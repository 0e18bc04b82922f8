//! Errors surfaced by the application handlers.

use thiserror::Error;

use bursar_core::{DomainError, ErrorKind};

use crate::ledger::LedgerError;

#[derive(Debug, Error)]
pub enum HandlerError {
    #[error(transparent)]
    Domain(#[from] DomainError),

    #[error(transparent)]
    Ledger(#[from] LedgerError),
}

impl HandlerError {
    pub fn kind(&self) -> ErrorKind {
        match self {
            HandlerError::Domain(e) => e.kind(),
            HandlerError::Ledger(e) => e.kind(),
        }
    }
}

pub type HandlerResult<T> = Result<T, HandlerError>;

#[cfg(test)]
mod tests {
    use super::*;

    #[test]
    fn kinds_follow_the_underlying_error() {
        let not_found: HandlerError = DomainError::not_found("school", "x").into();
        assert_eq!(not_found.kind(), ErrorKind::NotFound);

        let conflict: HandlerError = LedgerError::Conflict("stale".into()).into();
        assert_eq!(conflict.kind(), ErrorKind::Conflict);

        let backend: HandlerError = LedgerError::Backend("pool closed".into()).into();
        assert_eq!(backend.kind(), ErrorKind::Infrastructure);
    }
}
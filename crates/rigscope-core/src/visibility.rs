//! Toggleable visual layers of a camera.

use serde::{Deserialize, Serialize};

/// A group of visual elements that can be shown or hidden together.
#[derive(Debug, Clone, Copy, PartialEq, Eq, Hash, Serialize, Deserialize)]
pub enum VisualLayer {
    /// The textured image.
    Image,
    /// The image-plane placeholder.
    Plane,
    /// Keypoint-to-camera projection rays.
    ProjectionLines,
    /// The camera's local axes indicator.
    Axes,
}

impl VisualLayer {
    /// All layers, in UI order.
    pub const ALL: [Self; 4] = [
        Self::Image,
        Self::Plane,
        Self::ProjectionLines,
        Self::Axes,
    ];

    /// Label shown next to the toggle.
    #[must_use]
    pub fn label(self) -> &'static str {
        match self {
            Self::Image => "Image",
            Self::Plane => "Plane",
            Self::ProjectionLines => "Projection lines",
            Self::Axes => "Axes",
        }
    }
}

impl std::fmt::Display for VisualLayer {
    fn fmt(&self, f: &mut std::fmt::Formatter<'_>) -> std::fmt::Result {
        f.write_str(self.label())
    }
}

/// Visibility flags for the four layers.
#[derive(Debug, Clone, Copy, PartialEq, Eq, Serialize, Deserialize)]
#[allow(clippy::struct_excessive_bools)]
pub struct LayerVisibility {
    pub image: bool,
    pub plane: bool,
    pub projection_lines: bool,
    pub axes: bool,
}

impl LayerVisibility {
    /// Every layer visible.
    pub const ALL_VISIBLE: Self = Self {
        image: true,
        plane: true,
        projection_lines: true,
        axes: true,
    };

    /// Returns the flag for a layer.
    #[must_use]
    pub fn get(&self, layer: VisualLayer) -> bool {
        match layer {
            VisualLayer::Image => self.image,
            VisualLayer::Plane => self.plane,
            VisualLayer::ProjectionLines => self.projection_lines,
            VisualLayer::Axes => self.axes,
        }
    }

    /// Sets the flag for a layer.
    pub fn set(&mut self, layer: VisualLayer, visible: bool) {
        match layer {
            VisualLayer::Image => self.image = visible,
            VisualLayer::Plane => self.plane = visible,
            VisualLayer::ProjectionLines => self.projection_lines = visible,
            VisualLayer::Axes => self.axes = visible,
        }
    }
}

impl Default for LayerVisibility {
    fn default() -> Self {
        Self::ALL_VISIBLE
    }
}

#### The task
Print the whole listing again, exactly.

#### Output for this exercise
repository 0e18bc04b82922f8
//! Errors surfaced by the application handlers.

use thiserror::Error;

use bursar_core::{DomainError, ErrorKind};

use crate::ledger::LedgerError;

#[derive(Debug, Error)]
pub enum HandlerError {
    #[error(transparent)]
    Domain(#[from] DomainError),

    #[error(transparent)]
    Ledger(#[from] LedgerError),
}

impl HandlerError {
    pub fn kind(&self) -> ErrorKind {
        match self {
            HandlerError::Domain(e) => e.kind(),
            HandlerError::Ledger(e) => e.kind(),
        }
    }
}

pub type HandlerResult<T> = Result<T, HandlerError>;

#[cfg(test)]
mod tests {
    use super::*;

    #[test]
    fn kinds_follow_the_underlying_error() {
        let not_found: HandlerError = DomainError::not_found("school", "x").into();
        assert_eq!(not_found.kind(), ErrorKind::NotFound);

        let conflict: HandlerError = LedgerError::Conflict("stale".into()).into();
        assert_eq!(conflict.kind(), ErrorKind::Conflict);

        let backend: HandlerError = LedgerError::Backend("pool closed".into()).into();
        assert_eq!(backend.kind(), ErrorKind::Infrastructure);
    }
}
filename crates/rigscope-core/src/visibility.rs
//! Toggleable visual layers of a camera.

use serde::{Deserialize, Serialize};

/// A group of visual elements that can be shown or hidden together.
#[derive(Debug, Clone, Copy, PartialEq, Eq, Hash, Serialize, Deserialize)]
pub enum VisualLayer {
    /// The textured image.
    Image,
    /// The image-plane placeholder.
    Plane,
    /// Keypoint-to-camera projection rays.
    ProjectionLines,
    /// The camera's local axes indicator.
    Axes,
}

impl VisualLayer {
    /// All layers, in UI order.
    pub const ALL: [Self; 4] = [
        Self::Image,
        Self::Plane,
        Self::ProjectionLines,
        Self::Axes,
    ];

    /// Label shown next to the toggle.
    #[must_use]
    pub fn label(self) -> &'static str {
        match self {
            Self::Image => "Image",
            Self::Plane => "Plane",
            Self::ProjectionLines => "Projection lines",
            Self::Axes => "Axes",
        }
    }
}

impl std::fmt::Display for VisualLayer {
    fn fmt(&self, f: &mut std::fmt::Formatter<'_>) -> std::fmt::Result {
        f.write_str(self.label())
    }
}

/// Visibility flags for the four layers.
#[derive(Debug, Clone, Copy, PartialEq, Eq, Serialize, Deserialize)]
#[allow(clippy::struct_excessive_bools)]
pub struct LayerVisibility {
    pub image: bool,
    pub plane: bool,
    pub projection_lines: bool,
    pub axes: bool,
}

impl LayerVisibility {
    /// Every layer visible.
    pub const ALL_VISIBLE: Self = Self {
        image: true,
        plane: true,
        projection_lines: true,
        axes: true,
    };

    /// Returns the flag for a layer.
    #[must_use]
    pub fn get(&self, layer: VisualLayer) -> bool {
        match layer {
            VisualLayer::Image => self.image,
            VisualLayer::Plane => self.plane,
            VisualLayer::ProjectionLines => self.projection_lines,
            VisualLayer::Axes => self.axes,
        }
    }

    /// Sets the flag for a layer.
    pub fn set(&mut self, layer: VisualLayer, visible: bool) {
        match layer {
            VisualLayer::Image => self.image = visible,
            VisualLayer::Plane => self.plane = visible,
            VisualLayer::ProjectionLines => self.projection_lines = visible,
            VisualLayer::Axes => self.axes = visible,
        }
    }
}

impl Default for LayerVisibility {
    fn default() -> Self {
        Self::ALL_VISIBLE
    }
}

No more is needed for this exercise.